Tapping any of the home view’s tiles drills deeper into the details of each.

Most of the app’s main view is dedicated to health metric tiles that are fully customizable in the app’s settings. Tapping on any health metric brings up additional details, including a graph for that data over time, as well as daily averages and monthly progress. Reports for each athlete can be exported as a customizable PDF-formatted report too.

The app includes calendar and metric-based views of team data too.

The app includes calendar and metric-based views of team data too.

Other data visualizations include a tab dedicated to a full month overview per athlete. There’s also a tab that breaks down a team’s progress by fitness metric, which allows coaches to easily compare the stats of one athlete compared to another on a daily, weekly, or monthly basis.
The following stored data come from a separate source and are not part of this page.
//! In-memory audit store, for tests and dry runs.

use crate::sqlite::now_micros;
use async_trait::async_trait;
use spcf_core::{AuditLog, NewOperation, OperationRecord, Result};
use std::sync::Arc;
use tokio::sync::RwLock;

/// An audit log that keeps records in a Vec.
pub struct InMemoryAuditLog {
    records: Arc<RwLock<Vec<OperationRecord>>>,
}

impl InMemoryAuditLog {
    pub fn new() -> Self {
        Self {
            records: Arc::new(RwLock::new(Vec::new())),
        }
    }
}

impl Default for InMemoryAuditLog {
    fn default() -> Self {
        Self::new()
    }
}

#[async_trait]
impl AuditLog for InMemoryAuditLog {
    fn name(&self) -> &str {
        "in_memory"
    }

    async fn append(&self, op: NewOperation) -> Result<OperationRecord> {
        let mut records = self.records.write().await;
        let id = records.last().map_or(1, |r| r.id + 1);
        let record = op.into_record(id, now_micros().0);
        records.push(record.clone());
        Ok(record)
    }

    async fn for_user(&self, user_id: &str) -> Result<Vec<OperationRecord>> {
        let records = self.records.read().await;
        Ok(records
            .iter()
            .rev()
            .filter(|r| r.user_id == user_id)
            .cloned()
            .collect())
    }

    async fn count(&self) -> Result<usize> {
        Ok(self.records.read().await.len())
    }
}

#[cfg(test)]
mod tests {
    use super::*;
    use spcf_core::{OperationStatus, ops};

    #[tokio::test]
    async fn append_and_read_back() {
        let log = InMemoryAuditLog::new();
        let first = log.append(NewOperation::new("u1", ops::USER_CREATED)).await.unwrap();
        assert_eq!(first.id, 1);

        log.append(NewOperation::new("u2", ops::USER_CREATED)).await.unwrap();
        log.append(
            NewOperation::new("u1", ops::SEED_FAILED)
                .status(OperationStatus::Failed)
                .notes("bad xml"),
        )
        .await
        .unwrap();

        let records = log.for_user("u1").await.unwrap();
        assert_eq!(records.len(), 2);
        assert_eq!(records[0].operation_type, ops::SEED_FAILED);
        assert_eq!(records[0].id, 3);
        assert_eq!(records[1], first);
        assert_eq!(log.count().await.unwrap(), 3);
    }

    #[tokio::test]
    async fn empty_log() {
        let log = InMemoryAuditLog::default();
        assert_eq!(log.name(), "in_memory");
        assert!(log.for_user("u1").await.unwrap().is_empty());
        assert_eq!(log.count().await.unwrap(), 0);
    }
}
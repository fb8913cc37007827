//! Prompt artifacts for SPCF: template rendering and the designer exchange.

pub mod artifact;
pub mod designer;
pub mod seed_doc;
pub mod templates;

pub use designer::{DesignerExchange, ProcessedSeed};
pub use templates::{Substitutions, TemplateRenderer};
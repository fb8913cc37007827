//! `spcf init`: project setup.

use super::{CmdResult, Env};
use spcf_audit::SqliteAuditLog;
use spcf_config::{CONFIG_FILE, FactoryConfig};
use spcf_prompts::TemplateRenderer;
use spcf_workspace::WorkspaceManager;
use std::sync::Arc;

pub async fn run(env: &Env) -> CmdResult {
    println!("Synai Prompt & Context Factory: Setup");
    println!("======================================\n");

    std::fs::create_dir_all(&env.root)?;
    let config_path = env.root.join(CONFIG_FILE);
    if config_path.exists() {
        println!("  Config exists: {}", config_path.display());
    } else {
        std::fs::write(&config_path, FactoryConfig::default_toml())?;
        println!("✅ Created {}", config_path.display());
    }

    let config = Arc::new(env.config()?);

    let users_dir = config.users_dir();
    std::fs::create_dir_all(&users_dir)?;
    println!("✅ Users directory: {}", users_dir.display());

    let workspaces = WorkspaceManager::new(config.clone());
    let templates = TemplateRenderer::new(config.clone(), workspaces);
    let written = templates.install_defaults()?;
    for path in &written {
        println!("✅ Created template {}", path.display());
    }
    if written.is_empty() {
        println!("  Templates exist in {}", config.templates_dir().display());
    }

    let db_path = config.db_path();
    SqliteAuditLog::open(&db_path).await?;
    println!("✅ Audit database: {}", db_path.display());

    println!("\n📝 Next steps:");
    println!("   spcf onboard <identifier>");
    println!("   spcf onboard <identifier> --with-context");
    Ok(())
}
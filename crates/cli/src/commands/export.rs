//! `spcf export`: dump a seed prompt's data as JSON.

use super::{CmdResult, Env, parse_user_id};
use std::path::Path;

pub async fn run(env: &Env, user_id: &str, seed_file: &Path) -> CmdResult {
    let user_id = parse_user_id(user_id)?;
    let factory = env.factory().await?;
    let dump = factory.export_seed(&user_id, seed_file).await?;
    println!("📤 Exported seed data to {}", dump.display());
    Ok(())
}
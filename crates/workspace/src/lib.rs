//! User workspaces for SPCF: id generation, the per-user directory tree, and
//! context document aggregation.

pub mod context;
pub mod identity;
pub mod manager;

pub use context::{AggregatedContext, ContextAggregator};
pub use identity::{IdGenerator, SaltSource, generate_hash};
pub use manager::{USER_RECORD_FILE, WorkspaceManager};
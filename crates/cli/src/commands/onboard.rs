//! `spcf onboard`: create a user through one of the onboarding pipelines.

use super::{CmdResult, Env, print_summary, read_file};
use spcf_pipeline::ContextFiles;
use std::path::PathBuf;

pub struct OnboardArgs {
    pub identifier: String,
    pub with_context: bool,
    pub context: Vec<PathBuf>,
    pub designer_output: Option<PathBuf>,
    pub output: Option<PathBuf>,
}

pub async fn run(env: &Env, args: OnboardArgs) -> CmdResult {
    let factory = env.factory().await?;

    println!("Onboarding user: {}", args.identifier);
    println!("==================================================");

    if let Some(reply_path) = &args.designer_output {
        let mut files = ContextFiles::new();
        for path in &args.context {
            let name = path
                .file_name()
                .and_then(|n| n.to_str())
                .ok_or_else(|| format!("Not a file path: {}", path.display()))?;
            files.insert(name.to_string(), read_file(path)?);
        }
        let reply = read_file(reply_path)?;

        let out = factory
            .full_user_onboarding_with_context(&args.identifier, &files, &reply)
            .await?;
        println!("\n✅ User created with ID: {}", out.user_id);
        println!("   Assessment prompt: {}", out.assessment_path.display());
        println!("   Context files:     {}", out.context_paths.len());
        println!("   Seed prompt:       {}", out.seed.path.display());
        return print_summary(&factory, &out.user_id).await;
    }

    if !args.context.is_empty() {
        return Err("--context requires --designer-output; add files later with `spcf context`".into());
    }

    if args.with_context {
        let handoff = factory
            .onboard_user_with_context_to_seed(&args.identifier)
            .await?;
        let workspace = factory.workspaces().resolve(&handoff.user_id)?;
        println!("\n✅ User created with ID: {}", handoff.user_id);
        println!("\n📁 Context directory created at:");
        println!("   {}", workspace.context.display());
        if let Some(output) = &args.output {
            std::fs::write(output, &handoff.designer_input)?;
            println!("\n📄 Designer prompt written to {}", output.display());
        }
        println!("\n📝 Next steps:");
        println!("   1. Add context files: spcf context {} <FILE>...", handoff.user_id);
        println!("   2. Compose the designer prompt: spcf prepare {}", handoff.user_id);
        println!("   3. Process the designer reply: spcf seed {} <FILE>", handoff.user_id);
        return print_summary(&factory, &handoff.user_id).await;
    }

    let out = factory.onboard_new_user_no_context(&args.identifier).await?;
    println!("\n✅ User created with ID: {}", out.user_id);
    println!("\n📄 Assessment prompt generated at:");
    println!("   {}", out.assessment_path.display());
    print_summary(&factory, &out.user_id).await
}
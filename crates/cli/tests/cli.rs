//! CLI integration tests: run the `spcf` binary against a temp project root.

use assert_cmd::Command;
use predicates::prelude::*;
use std::path::Path;

const REPLY: &str = r#"<?xml version="1.0" encoding="UTF-8"?>
<synai>
  <concept><id>c1</id><content>avoids conflict</content><harris_area>C</harris_area><weight>0.7</weight></concept>
  <concept><id>c2</id><content>values family</content><harris_area>D</harris_area><weight>0.4</weight></concept>
</synai>"#;

fn spcf(root: &Path) -> Command {
    let mut cmd = Command::cargo_bin("spcf").unwrap();
    cmd.arg("--root")
        .arg(root)
        .env_remove("SPCF_DATA_DIR")
        .env_remove("SPCF_DB_PATH")
        .env_remove("SPCF_BASE_PROMPTS_DIR")
        .env_remove("RUST_LOG");
    cmd
}

fn user_id_from(stdout: &[u8]) -> String {
    let text = String::from_utf8_lossy(stdout);
    text.lines()
        .find_map(|l| l.split("User created with ID: ").nth(1))
        .map(|id| id.trim().to_string())
        .unwrap()
}

#[test]
fn help_lists_commands() {
    Command::cargo_bin("spcf")
        .unwrap()
        .arg("--help")
        .assert()
        .success()
        .stdout(predicate::str::contains("onboard"))
        .stdout(predicate::str::contains("seed"));
}

#[test]
fn init_creates_project_layout() {
    let tmp = tempfile::tempdir().unwrap();
    spcf(tmp.path()).arg("init").assert().success();

    assert!(tmp.path().join("spcf.toml").is_file());
    assert!(tmp.path().join("base_prompts/synai_assessment.xml").is_file());
    assert!(tmp.path().join("base_prompts/synai_designer.xml").is_file());
    assert!(tmp.path().join("data/users").is_dir());
    assert!(tmp.path().join("data/spcf.db").is_file());

    // Idempotent
    spcf(tmp.path()).arg("init").assert().success();
}

#[test]
fn onboard_then_seed_then_export() {
    let tmp = tempfile::tempdir().unwrap();
    spcf(tmp.path()).arg("init").assert().success();

    let out = spcf(tmp.path())
        .args(["onboard", "jane@example.com"])
        .assert()
        .success()
        .stdout(predicate::str::contains("Assessment prompt generated"))
        .get_output()
        .stdout
        .clone();
    let user_id = user_id_from(&out);

    let notes = tmp.path().join("notes.md");
    std::fs::write(&notes, "Wants calmer mornings").unwrap();
    spcf(tmp.path())
        .args(["context", &user_id])
        .arg(&notes)
        .assert()
        .success();

    spcf(tmp.path())
        .args(["prepare", &user_id])
        .assert()
        .success()
        .stdout(predicate::str::contains("### Context from notes.md ###"))
        .stdout(predicate::str::contains("Wants calmer mornings"));

    let reply = tmp.path().join("reply.xml");
    std::fs::write(&reply, REPLY).unwrap();
    let out = spcf(tmp.path())
        .args(["seed", &user_id])
        .arg(&reply)
        .arg("--extract-data")
        .assert()
        .success()
        .stdout(predicate::str::contains("area_summary_stats"))
        .get_output()
        .stdout
        .clone();
    let text = String::from_utf8_lossy(&out);
    let seed_path = text
        .lines()
        .find_map(|l| l.split("Saved to: ").nth(1))
        .unwrap()
        .trim()
        .to_string();

    spcf(tmp.path())
        .args(["export", &user_id, &seed_path])
        .assert()
        .success()
        .stdout(predicate::str::contains("seed_export_"));

    spcf(tmp.path())
        .args(["history", &user_id, "--json"])
        .assert()
        .success()
        .stdout(predicate::str::contains("SEED_PROMPT_GENERATED"))
        .stdout(predicate::str::contains("CONTEXT_FILES_ADDED"))
        .stdout(predicate::str::contains("SEED_EXPORTED"))
        .stdout(predicate::str::contains("PENDING_EXTERNAL"));

    spcf(tmp.path())
        .args(["users", "--detailed"])
        .assert()
        .success()
        .stdout(predicate::str::contains(user_id.as_str()))
        .stdout(predicate::str::contains("jane@example.com"));
}

#[test]
fn invalid_reply_fails_and_is_recorded() {
    let tmp = tempfile::tempdir().unwrap();
    spcf(tmp.path()).arg("init").assert().success();
    let out = spcf(tmp.path())
        .args(["onboard", "sam", "--with-context"])
        .assert()
        .success()
        .get_output()
        .stdout
        .clone();
    let user_id = user_id_from(&out);

    let reply = tmp.path().join("bad.xml");
    std::fs::write(&reply, "<html>nope</html>").unwrap();
    spcf(tmp.path())
        .args(["seed", &user_id])
        .arg(&reply)
        .assert()
        .failure();

    spcf(tmp.path())
        .args(["history", &user_id])
        .assert()
        .success()
        .stdout(predicate::str::contains("SEED_GENERATION_FAILED"));
}

#[test]
fn unknown_user_fails() {
    let tmp = tempfile::tempdir().unwrap();
    spcf(tmp.path()).arg("init").assert().success();
    spcf(tmp.path())
        .args(["prepare", "0000000000000000"])
        .assert()
        .failure()
        .stderr(predicate::str::contains("not found"));
}

#[test]
fn users_on_empty_project() {
    let tmp = tempfile::tempdir().unwrap();
    spcf(tmp.path()).arg("init").assert().success();
    spcf(tmp.path())
        .arg("users")
        .assert()
        .success()
        .stdout(predicate::str::contains("No users found"));
}
//! SQLite audit store.
//!
//! One append-only table, `operations_log`, indexed on `user_id` and
//! `timestamp`. Timestamps are RFC 3339 UTC strings with microseconds, so
//! lexical order matches time order. JSON payloads are stored as text.

use async_trait::async_trait;
use chrono::{DateTime, SecondsFormat, Utc};
use spcf_core::{AuditLog, Error, NewOperation, OperationRecord, OperationStatus, Result};
use sqlx::sqlite::{SqliteConnectOptions, SqliteJournalMode, SqlitePoolOptions, SqliteSynchronous};
use sqlx::{Row, SqlitePool};
use std::path::Path;
use std::str::FromStr;
use tracing::{debug, info};

/// A durable audit log backed by a single SQLite file.
pub struct SqliteAuditLog {
    pool: SqlitePool,
}

impl SqliteAuditLog {
    /// Open (or create) the audit database at `url`.
    ///
    /// Pass `"sqlite::memory:"` for an ephemeral database (useful for tests).
    pub async fn new(url: &str) -> Result<Self> {
        let options = SqliteConnectOptions::from_str(url)
            .map_err(|e| Error::Storage(format!("Invalid SQLite path: {e}")))?;
        Self::connect(options, url).await
    }

    /// Open the audit database file at `path`, creating parent directories.
    ///
    /// The path is handed to SQLite as-is, never parsed as a URL.
    pub async fn open(path: &Path) -> Result<Self> {
        if let Some(parent) = path.parent().filter(|p| !p.as_os_str().is_empty()) {
            std::fs::create_dir_all(parent)
                .map_err(|e| Error::io("creating database directory", parent, e))?;
        }
        let options = SqliteConnectOptions::new().filename(path);
        Self::connect(options, &path.display().to_string()).await
    }

    async fn connect(options: SqliteConnectOptions, location: &str) -> Result<Self> {
        let options = options
            .create_if_missing(true)
            .journal_mode(SqliteJournalMode::Wal)
            .synchronous(SqliteSynchronous::Normal);

        // A single connection serializes appends and keeps `:memory:`
        // databases shared across calls.
        let pool = SqlitePoolOptions::new()
            .max_connections(1)
            .connect_with(options)
            .await
            .map_err(|e| Error::Storage(format!("Failed to open SQLite: {e}")))?;

        let log = Self { pool };
        log.run_migrations().await?;
        info!("SQLite audit log initialized at {location}");
        Ok(log)
    }

    async fn run_migrations(&self) -> Result<()> {
        sqlx::query(
            r#"
            CREATE TABLE IF NOT EXISTS operations_log (
                id                INTEGER PRIMARY KEY AUTOINCREMENT,
                timestamp         TEXT NOT NULL,
                user_id           TEXT NOT NULL,
                pipeline_name     TEXT,
                operation_type    TEXT NOT NULL,
                input_params_json TEXT,
                output_ref_json   TEXT,
                status            TEXT NOT NULL,
                notes             TEXT
            )
            "#,
        )
        .execute(&self.pool)
        .await
        .map_err(|e| Error::Storage(format!("operations_log table: {e}")))?;

        sqlx::query("CREATE INDEX IF NOT EXISTS idx_operations_user_id ON operations_log(user_id)")
            .execute(&self.pool)
            .await
            .map_err(|e| Error::Storage(format!("user_id index: {e}")))?;

        sqlx::query(
            "CREATE INDEX IF NOT EXISTS idx_operations_timestamp ON operations_log(timestamp)",
        )
        .execute(&self.pool)
        .await
        .map_err(|e| Error::Storage(format!("timestamp index: {e}")))?;

        debug!("SQLite audit migrations complete");
        Ok(())
    }

    fn row_to_record(row: &sqlx::sqlite::SqliteRow) -> Result<OperationRecord> {
        let column = |e: sqlx::Error| Error::Storage(format!("Reading audit row: {e}"));

        let timestamp: String = row.try_get("timestamp").map_err(column)?;
        let timestamp = DateTime::parse_from_rfc3339(&timestamp)
            .map(|dt| dt.with_timezone(&Utc))
            .map_err(|e| Error::Storage(format!("Bad timestamp '{timestamp}': {e}")))?;

        let status: String = row.try_get("status").map_err(column)?;
        let input: Option<String> = row.try_get("input_params_json").map_err(column)?;
        let output: Option<String> = row.try_get("output_ref_json").map_err(column)?;

        Ok(OperationRecord {
            id: row.try_get("id").map_err(column)?,
            timestamp,
            user_id: row.try_get("user_id").map_err(column)?,
            pipeline_name: row.try_get("pipeline_name").map_err(column)?,
            operation_type: row.try_get("operation_type").map_err(column)?,
            input_params: input.as_deref().map(serde_json::from_str).transpose()?,
            output_ref: output.as_deref().map(serde_json::from_str).transpose()?,
            status: OperationStatus::from_str(&status)?,
            notes: row.try_get("notes").map_err(column)?,
        })
    }
}

/// Current time, truncated to what the store keeps.
pub(crate) fn now_micros() -> (DateTime<Utc>, String) {
    let text = Utc::now().to_rfc3339_opts(SecondsFormat::Micros, true);
    let parsed = DateTime::parse_from_rfc3339(&text)
        .map(|dt| dt.with_timezone(&Utc))
        .unwrap_or_else(|_| Utc::now());
    (parsed, text)
}

#[async_trait]
impl AuditLog for SqliteAuditLog {
    fn name(&self) -> &str {
        "sqlite"
    }

    async fn append(&self, op: NewOperation) -> Result<OperationRecord> {
        let (timestamp, timestamp_text) = now_micros();
        let input = op.input_params.as_ref().map(serde_json::to_string).transpose()?;
        let output = op.output_ref.as_ref().map(serde_json::to_string).transpose()?;

        let result = sqlx::query(
            r#"
            INSERT INTO operations_log
                (timestamp, user_id, pipeline_name, operation_type,
                 input_params_json, output_ref_json, status, notes)
            VALUES (?1, ?2, ?3, ?4, ?5, ?6, ?7, ?8)
            "#,
        )
        .bind(&timestamp_text)
        .bind(&op.user_id)
        .bind(&op.pipeline_name)
        .bind(&op.operation_type)
        .bind(&input)
        .bind(&output)
        .bind(op.status.as_str())
        .bind(&op.notes)
        .execute(&self.pool)
        .await
        .map_err(|e| Error::Storage(format!("INSERT failed: {e}")))?;

        let id = result.last_insert_rowid();
        debug!(
            id,
            user_id = %op.user_id,
            operation = %op.operation_type,
            status = %op.status,
            "Operation logged"
        );
        Ok(op.into_record(id, timestamp))
    }

    async fn for_user(&self, user_id: &str) -> Result<Vec<OperationRecord>> {
        let rows = sqlx::query("SELECT * FROM operations_log WHERE user_id = ?1 ORDER BY id DESC")
            .bind(user_id)
            .fetch_all(&self.pool)
            .await
            .map_err(|e| Error::Storage(format!("Query failed: {e}")))?;

        rows.iter().map(Self::row_to_record).collect()
    }

    async fn count(&self) -> Result<usize> {
        let row = sqlx::query("SELECT COUNT(*) AS cnt FROM operations_log")
            .fetch_one(&self.pool)
            .await
            .map_err(|e| Error::Storage(format!("Count failed: {e}")))?;

        let count: i64 = row
            .try_get("cnt")
            .map_err(|e| Error::Storage(format!("Count column: {e}")))?;
        Ok(count as usize)
    }
}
All of the same data is available on the iPhone, too, but the limited screen space requires more navigating between views and scrolling of data.

I’ve always been a fan of FitnessView for individuals. The app’s simple, clean design provides an excellent overview of core health metrics, with the ability to dive into each for more detail. FitnessView Teams takes the same approach and succeeds in organizing an even bigger set of health data for multiple people at once, which is an impressive accomplishment. If you’re a coach or trainer, FitnessView Teams is worth checking out.

FitnessView Teams is available to download for free. However, a subscription is required to add multiple team members or clients to the app, which starts at $59.99/month to track ten users.